Rebels at the Bar expands our understanding of both women’s rights and the history of the legal profession in the nineteenth century. It focuses on the female renegades who trained in law and then, like men, fought considerable odds to create successful professional lives. In this engaging and beautifully written book, Norgren shares her subjects’ faith in the art of the possible. In so doing, she ensures their place in history.

A blurb:

"I read these stories of the first generation of women lawyers with awe and gratitude. We are all in their debt—and in Jill Norgren's, too, for recovering this forgotten history."
—Linda Greenhouse, Knight Distinguished Journalist in Residence and Joseph M. Goldstein Senior Fellow, Yale Law School

Publishers Weekly's squib is here.  Professor Norgren discuses the book here.

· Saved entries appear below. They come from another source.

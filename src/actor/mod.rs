//! The `actor` module is the coordination substrate every broker component
//! runs on.
//!
//! An actor is a tokio task that owns its state and drains a single mailbox,
//! handling one message at a time. Nothing else can touch that state, so
//! multi-step reads and writes inside one handler need no extra locking.
//!
//! - [`ActorRef`]: cheap, cloneable address of a running actor with `tell`
//!   (fire-and-forget) and `ask` (request/response with a timeout).
//! - [`directory::Directory`]: resolves stable ids to singleton actors.
//! - [`timer::TimerService`]: one outstanding deadline per actor.
//! - [`clock::Clock`]: wall clock, swappable in tests.

pub mod clock;
pub mod directory;
pub mod timer;

use std::sync::Arc;
use std::time::Duration;

use async_trait::async_trait;
use tokio::sync::{mpsc, oneshot};
use tracing::debug;

use crate::utils::{BrokerError, Result};

/// Behavior of an actor. `handle` is never called concurrently for the same
/// instance.
#[async_trait]
pub trait Actor: Send + Sized + 'static {
    type Message: Send + 'static;

    async fn handle(&mut self, msg: Self::Message);

    /// Called once before the first message, typically to load persisted
    /// state.
    async fn started(&mut self) {}
}

/// Address of a running actor.
pub struct ActorRef<M> {
    name: Arc<str>,
    tx: mpsc::UnboundedSender<M>,
}

impl<M> Clone for ActorRef<M> {
    fn clone(&self) -> Self {
        Self {
            name: self.name.clone(),
            tx: self.tx.clone(),
        }
    }
}

impl<M> std::fmt::Debug for ActorRef<M> {
    fn fmt(&self, f: &mut std::fmt::Formatter<'_>) -> std::fmt::Result {
        f.debug_struct("ActorRef").field("name", &self.name).finish()
    }
}

impl<M: Send + 'static> ActorRef<M> {
    pub fn name(&self) -> &str {
        &self.name
    }

    /// Enqueue `msg` without waiting for it to be handled.
    pub fn tell(&self, msg: M) -> Result<()> {
        self.tx
            .send(msg)
            .map_err(|_| BrokerError::unreachable(self.name.as_ref()))
    }

    /// Enqueue a request now and hand back the pending reply.
    ///
    /// Enqueueing happens synchronously, so requests issued one after another
    /// from the same actor reach the target in that order even when their
    /// replies are awaited elsewhere.
    pub fn request<R>(&self, make: impl FnOnce(oneshot::Sender<R>) -> M) -> Result<Pending<R>> {
        let (reply, rx) = oneshot::channel();
        self.tell(make(reply))?;
        Ok(Pending {
            target: self.name.clone(),
            rx,
        })
    }

    pub async fn ask<R>(
        &self,
        make: impl FnOnce(oneshot::Sender<R>) -> M,
        timeout: Duration,
    ) -> Result<R> {
        self.request(make)?.wait(timeout).await
    }

    /// A reference whose mailbox fills up but is never drained. Requests
    /// time out instead of failing fast.
    #[cfg(test)]
    pub(crate) fn stalled(name: &str) -> (Self, mpsc::UnboundedReceiver<M>) {
        let (tx, rx) = mpsc::unbounded_channel();
        let actor = Self {
            name: Arc::from(name),
            tx,
        };
        (actor, rx)
    }

    /// A reference whose actor is already gone. Every call fails as
    /// unreachable.
    #[cfg(test)]
    pub(crate) fn detached(name: &str) -> Self {
        let (tx, _) = mpsc::unbounded_channel();
        Self {
            name: Arc::from(name),
            tx,
        }
    }
}

/// Reply to a [`ActorRef::request`] that has not arrived yet.
pub struct Pending<R> {
    target: Arc<str>,
    rx: oneshot::Receiver<R>,
}

impl<R> Pending<R> {
    pub async fn wait(self, timeout: Duration) -> Result<R> {
        match tokio::time::timeout(timeout, self.rx).await {
            Ok(Ok(value)) => Ok(value),
            Ok(Err(_)) => Err(BrokerError::unreachable(self.target.as_ref())),
            Err(_) => Err(BrokerError::Timeout {
                target: self.target.to_string(),
                after: timeout,
            }),
        }
    }
}

/// Spawns an actor built by `build`, which receives the actor's own address
/// so it can re-arm timers and message itself.
pub fn spawn<A, F>(name: impl Into<Arc<str>>, build: F) -> ActorRef<A::Message>
where
    A: Actor,
    F: FnOnce(ActorRef<A::Message>) -> A,
{
    let (tx, rx) = mpsc::unbounded_channel();
    let actor_ref = ActorRef {
        name: name.into(),
        tx,
    };
    let actor = build(actor_ref.clone());
    tokio::spawn(run(actor_ref.name.clone(), actor, rx));
    actor_ref
}

async fn run<A: Actor>(name: Arc<str>, mut actor: A, mut rx: mpsc::UnboundedReceiver<A::Message>) {
    actor.started().await;
    while let Some(msg) = rx.recv().await {
        actor.handle(msg).await;
    }
    debug!(actor = %name, "mailbox closed, actor stopped");
}

#[cfg(test)]
mod tests;
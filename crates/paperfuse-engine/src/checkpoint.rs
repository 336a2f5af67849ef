//! Crash-consistent session persistence. Checkpoints are whole-state JSON
//! documents written atomically (temp file + rename) with a companion
//! `.sha256` artifact; a reader that finds a checksum mismatch warns and
//! proceeds with the payload it has.
//!
//! Store layout under the session root:
//!
//! ```text
//! <root>/active.lock
//! <root>/sessions/<session-id>/checkpoint.json
//! <root>/sessions/<session-id>/checkpoint.sha256
//! <root>/archived/<session-id>/...
//! <root>/consolidated.json
//! ```

use std::collections::{BTreeMap, BTreeSet};
use std::fs::{self, OpenOptions};
use std::path::{Path, PathBuf};

use chrono::{DateTime, Utc};
use serde::{Deserialize, Deserializer, Serialize};
use serde_json::Value;
use sha2::{Digest, Sha256};
use tracing::{info, warn};

use paperfuse_core::{Paper, PaperId};

use crate::error::{EngineError, Result};

pub const CHECKPOINT_VERSION: u32 = 1;

const CHECKPOINT_FILE: &str = "checkpoint.json";
const CHECKSUM_FILE: &str = "checkpoint.sha256";
const LOCK_FILE: &str = "active.lock";
const OUTPUT_FILE: &str = "consolidated.json";

/// Which papers a source has already handled, and whether it ran out of work.
#[derive(Debug, Clone, Default, PartialEq, Eq, Serialize, Deserialize)]
pub struct SourceProgress {
    /// Papers with a definitive outcome at this source (enriched, confirmed
    /// absent, or permanently failed). Transient failures stay out so a
    /// resumed run retries them.
    pub processed: BTreeSet<PaperId>,
    pub completed: bool,
}

#[derive(Debug, Clone, Serialize, Deserialize)]
pub struct SessionCheckpoint {
    pub version: u32,
    pub session_id: String,
    /// Hash of the input paper set; a session only resumes against the same
    /// input.
    pub input_fingerprint: String,
    pub created_at: DateTime<Utc>,
    pub last_checkpoint_at: DateTime<Utc>,
    #[serde(default, deserialize_with = "deserialize_sources")]
    pub sources: BTreeMap<String, SourceProgress>,
    pub papers: Vec<Paper>,
    #[serde(default)]
    pub permanent_failures: BTreeMap<String, BTreeSet<PaperId>>,
}

impl SessionCheckpoint {
    pub fn new(session_id: String, input_fingerprint: String, papers: Vec<Paper>) -> Self {
        let now = Utc::now();
        Self {
            version: CHECKPOINT_VERSION,
            session_id,
            input_fingerprint,
            created_at: now,
            last_checkpoint_at: now,
            sources: BTreeMap::new(),
            papers,
            permanent_failures: BTreeMap::new(),
        }
    }

    pub fn progress(&mut self, source: &str) -> &mut SourceProgress {
        self.sources.entry(source.to_string()).or_default()
    }
}

/// Checkpoints written by earlier builds carried the source list in other
/// shapes (a bare array of names, or string values). Anything that does not
/// decode as a progress map degrades to empty progress, which only costs
/// re-fetching.
fn deserialize_sources<'de, D>(d: D) -> std::result::Result<BTreeMap<String, SourceProgress>, D::Error>
where
    D: Deserializer<'de>,
{
    let value = Value::deserialize(d)?;
    Ok(normalize_sources(&value))
}

fn normalize_sources(value: &Value) -> BTreeMap<String, SourceProgress> {
    match value {
        Value::Object(map) => map
            .iter()
            .map(|(name, progress)| {
                let decoded = serde_json::from_value::<SourceProgress>(progress.clone())
                    .unwrap_or_else(|_| {
                        warn!(source = %name, "unrecognized source progress shape, resetting");
                        SourceProgress::default()
                    });
                (name.clone(), decoded)
            })
            .collect(),
        Value::Array(entries) => entries
            .iter()
            .filter_map(Value::as_str)
            .map(|name| (name.to_string(), SourceProgress::default()))
            .collect(),
        Value::Null => BTreeMap::new(),
        other => {
            warn!(shape = %other, "unrecognized sources field, resetting all progress");
            BTreeMap::new()
        }
    }
}

/// Hash of the input set: resume is only offered for a byte-identical list
/// of paper ids and titles.
pub fn input_fingerprint(papers: &[Paper]) -> String {
    let mut hasher = Sha256::new();
    for paper in papers {
        hasher.update(paper.id.as_str().as_bytes());
        hasher.update([0]);
        hasher.update(paper.title.as_bytes());
        hasher.update([b'\n']);
    }
    hex::encode(hasher.finalize())
}

pub struct SessionStore {
    root: PathBuf,
}

impl SessionStore {
    pub fn new(root: impl Into<PathBuf>) -> Self {
        Self { root: root.into() }
    }

    fn session_dir(&self, session_id: &str) -> PathBuf {
        self.root.join("sessions").join(session_id)
    }

    fn lock_path(&self) -> PathBuf {
        self.root.join(LOCK_FILE)
    }

    /// Claim the store for this run. Fails when another run holds it.
    pub fn acquire_lock(&self, session_id: &str) -> Result<()> {
        fs::create_dir_all(&self.root)?;
        let path = self.lock_path();
        match OpenOptions::new().write(true).create_new(true).open(&path) {
            Ok(_) => {
                fs::write(&path, session_id)?;
                Ok(())
            }
            Err(e) if e.kind() == std::io::ErrorKind::AlreadyExists => {
                Err(EngineError::SessionLocked(path))
            }
            Err(e) => Err(e.into()),
        }
    }

    /// Claim the store while resuming. A leftover lock from the session being
    /// resumed is expected after a crash; a lock naming any other session
    /// belongs to a live run and is left alone.
    pub fn take_over_lock(&self, session_id: &str) -> Result<()> {
        fs::create_dir_all(&self.root)?;
        let path = self.lock_path();
        match fs::read_to_string(&path) {
            Ok(owner) if owner.trim() == session_id => Ok(()),
            Ok(_) => Err(EngineError::SessionLocked(path)),
            Err(e) if e.kind() == std::io::ErrorKind::NotFound => {
                fs::write(&path, session_id)?;
                Ok(())
            }
            Err(e) => Err(e.into()),
        }
    }

    pub fn release_lock(&self) {
        let _ = fs::remove_file(self.lock_path());
    }

    /// Write a checkpoint atomically, then refresh the companion checksum.
    pub fn save(&self, checkpoint: &SessionCheckpoint) -> Result<()> {
        let dir = self.session_dir(&checkpoint.session_id);
        fs::create_dir_all(&dir)?;

        let bytes = serde_json::to_vec_pretty(checkpoint)
            .map_err(|e| EngineError::Checkpoint(e.to_string()))?;
        let checksum = hex::encode(Sha256::digest(&bytes));

        atomic_write(&dir.join(CHECKPOINT_FILE), &bytes)?;
        atomic_write(&dir.join(CHECKSUM_FILE), checksum.as_bytes())?;
        Ok(())
    }

    /// Load a session checkpoint. A missing or mismatched checksum is logged
    /// and tolerated; an unreadable payload or unknown schema version is not.
    pub fn load(&self, session_id: &str) -> Result<SessionCheckpoint> {
        let dir = self.session_dir(session_id);
        let bytes = fs::read(dir.join(CHECKPOINT_FILE))?;

        match fs::read_to_string(dir.join(CHECKSUM_FILE)) {
            Ok(expected) => {
                let actual = hex::encode(Sha256::digest(&bytes));
                if expected.trim() != actual {
                    warn!(session = session_id, "checkpoint checksum mismatch, loading anyway");
                }
            }
            Err(_) => {
                warn!(session = session_id, "checkpoint checksum file missing, loading anyway");
            }
        }

        let checkpoint: SessionCheckpoint = serde_json::from_slice(&bytes)
            .map_err(|e| EngineError::Checkpoint(format!("unreadable checkpoint: {e}")))?;
        if checkpoint.version != CHECKPOINT_VERSION {
            return Err(EngineError::Checkpoint(format!(
                "unsupported checkpoint version {}",
                checkpoint.version
            )));
        }
        Ok(checkpoint)
    }

    /// Most recent unarchived session matching the fingerprint, if any.
    /// Unreadable sessions are skipped with a warning.
    pub fn latest_resumable(&self, fingerprint: &str) -> Result<Option<SessionCheckpoint>> {
        let sessions_dir = self.root.join("sessions");
        if !sessions_dir.exists() {
            return Ok(None);
        }

        let mut best: Option<SessionCheckpoint> = None;
        for entry in fs::read_dir(&sessions_dir)? {
            let entry = entry?;
            let Some(session_id) = entry.file_name().to_str().map(ToOwned::to_owned) else {
                continue;
            };
            match self.load(&session_id) {
                Ok(checkpoint) if checkpoint.input_fingerprint == fingerprint => {
                    let newer = best
                        .as_ref()
                        .is_none_or(|b| checkpoint.last_checkpoint_at > b.last_checkpoint_at);
                    if newer {
                        best = Some(checkpoint);
                    }
                }
                Ok(_) => {}
                Err(e) => {
                    warn!(session = %session_id, error = %e, "skipping unreadable session");
                }
            }
        }
        Ok(best)
    }

    /// Move a finished session out of the resumable set and drop the lock.
    pub fn archive(&self, session_id: &str) -> Result<()> {
        let archived_dir = self.root.join("archived");
        fs::create_dir_all(&archived_dir)?;
        fs::rename(
            self.session_dir(session_id),
            archived_dir.join(session_id),
        )?;
        self.release_lock();
        info!(session = session_id, "session archived");
        Ok(())
    }

    /// Write the consolidated paper set. Same atomic discipline as
    /// checkpoints.
    pub fn write_output(&self, papers: &[Paper]) -> Result<PathBuf> {
        fs::create_dir_all(&self.root)?;
        let bytes = serde_json::to_vec_pretty(papers)
            .map_err(|e| EngineError::Checkpoint(e.to_string()))?;
        let path = self.root.join(OUTPUT_FILE);
        atomic_write(&path, &bytes)?;
        Ok(path)
    }
}

fn atomic_write(path: &Path, bytes: &[u8]) -> Result<()> {
    let mut tmp = path.as_os_str().to_owned();
    tmp.push(".tmp");
    let tmp = PathBuf::from(tmp);
    fs::write(&tmp, bytes)?;
    fs::rename(&tmp, path)?;
    Ok(())
}
use thiserror::Error;

use crate::paper::PaperId;

#[derive(Debug, Error)]
pub enum CoreError {
    #[error("unknown paper: {0}")]
    UnknownPaper(PaperId),
}

pub type Result<T> = std::result::Result<T, CoreError>;
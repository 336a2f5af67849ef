//! Provider clients. Each source exposes the same narrow surface: resolve a
//! batch of identifier keys, search by title, and declare its batch size.

use async_trait::async_trait;
use paperfuse_core::matcher::MatchCandidate;
use paperfuse_core::{
    AbstractRecord, CitationRecord, EnrichmentFragment, IdentifierObservation, IdentifierRecord,
    Paper, PaperId, UrlRecord,
};

use crate::error::Result;

pub mod openalex;
pub mod semantic_scholar;

pub use openalex::OpenAlexClient;
pub use semantic_scholar::SemanticScholarClient;

/// Enrichment payload extracted from one provider record.
#[derive(Debug, Clone, Default, PartialEq)]
pub struct SourceFields {
    pub citation_count: Option<u64>,
    pub abstract_text: Option<String>,
    pub urls: Vec<String>,
    pub identifiers: Vec<IdentifierObservation>,
}

/// One record as returned by a provider lookup or search, with enough stub
/// fields to run the title matcher against it.
#[derive(Debug, Clone, PartialEq)]
pub struct SourceHit {
    pub title: String,
    pub authors: Vec<String>,
    pub year: Option<i32>,
    pub fields: SourceFields,
}

impl SourceHit {
    pub fn candidate(&self) -> MatchCandidate<'_> {
        MatchCandidate {
            title: &self.title,
            year: self.year,
            authors: &self.authors,
        }
    }
}

#[async_trait]
pub trait SourceClient: Send + Sync {
    fn name(&self) -> &'static str;

    /// Largest identifier batch the provider accepts in one request.
    fn batch_size(&self) -> usize;

    /// Provider lookup key for a paper whose cross-reference identifiers are
    /// already known, or `None` when the paper must go through title search.
    fn key_for(&self, paper: &Paper) -> Option<String>;

    /// Resolve up to `batch_size` keys in one request. The result is aligned
    /// with the input order, `None` for keys the provider does not know.
    async fn lookup_batch(&self, keys: &[String]) -> Result<Vec<Option<SourceHit>>>;

    async fn search_title(&self, title: &str) -> Result<Vec<SourceHit>>;
}

/// Turn a matched hit into the fragment the merge engine consumes. Every
/// record carries the source name and a retrieval timestamp.
pub fn fragment_from_hit(paper_id: &PaperId, source: &str, hit: &SourceHit) -> EnrichmentFragment {
    let mut fragment = EnrichmentFragment::new(paper_id.clone(), source);
    if let Some(count) = hit.fields.citation_count {
        fragment.citations.push(CitationRecord::now(source, count));
    }
    if let Some(text) = &hit.fields.abstract_text {
        fragment
            .abstracts
            .push(AbstractRecord::now(source, text.clone()));
    }
    for url in &hit.fields.urls {
        fragment.urls.push(UrlRecord::now(source, url.clone()));
    }
    for observation in &hit.fields.identifiers {
        fragment
            .identifiers
            .push(IdentifierRecord::now(source, observation.clone()));
    }
    fragment
}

Here are the table of contents, with links to some of the related literature on the first women lawyers:

    The women's war
    White knights and legal knaves
    Myra Bradwell: the Supreme Court says no
    Lavinia Goodell: "a sweeping revolution of social order"
    Belva A. Lockwood: the first woman member of the U.S. Supreme Court bar
    Clara Foltz's story: breaking barriers in the west
    Not everyone is bold: Mary Hall and Catharine Waugh McCulloch in conversation
    Lelia Robinson and Mary Greene: two women from Boston University School of Law
    Law as a woman's enterprise
    Epilogue.

Other notable writings on the first generation of woman lawyers LHB readers should consider are two works by Virginia Drachman, Sisters in Law: Women Lawyers in Modern American History (Cambridge: Harvard University Press, 1998) and Women Lawyers and the Origins of Professional Identity in America: Letters of the Equity Club, 1887-1890 (Ann Arbor: University of Michigan Press, 1993) and the website that Barbara Babcock has long maintained at Stanford Law.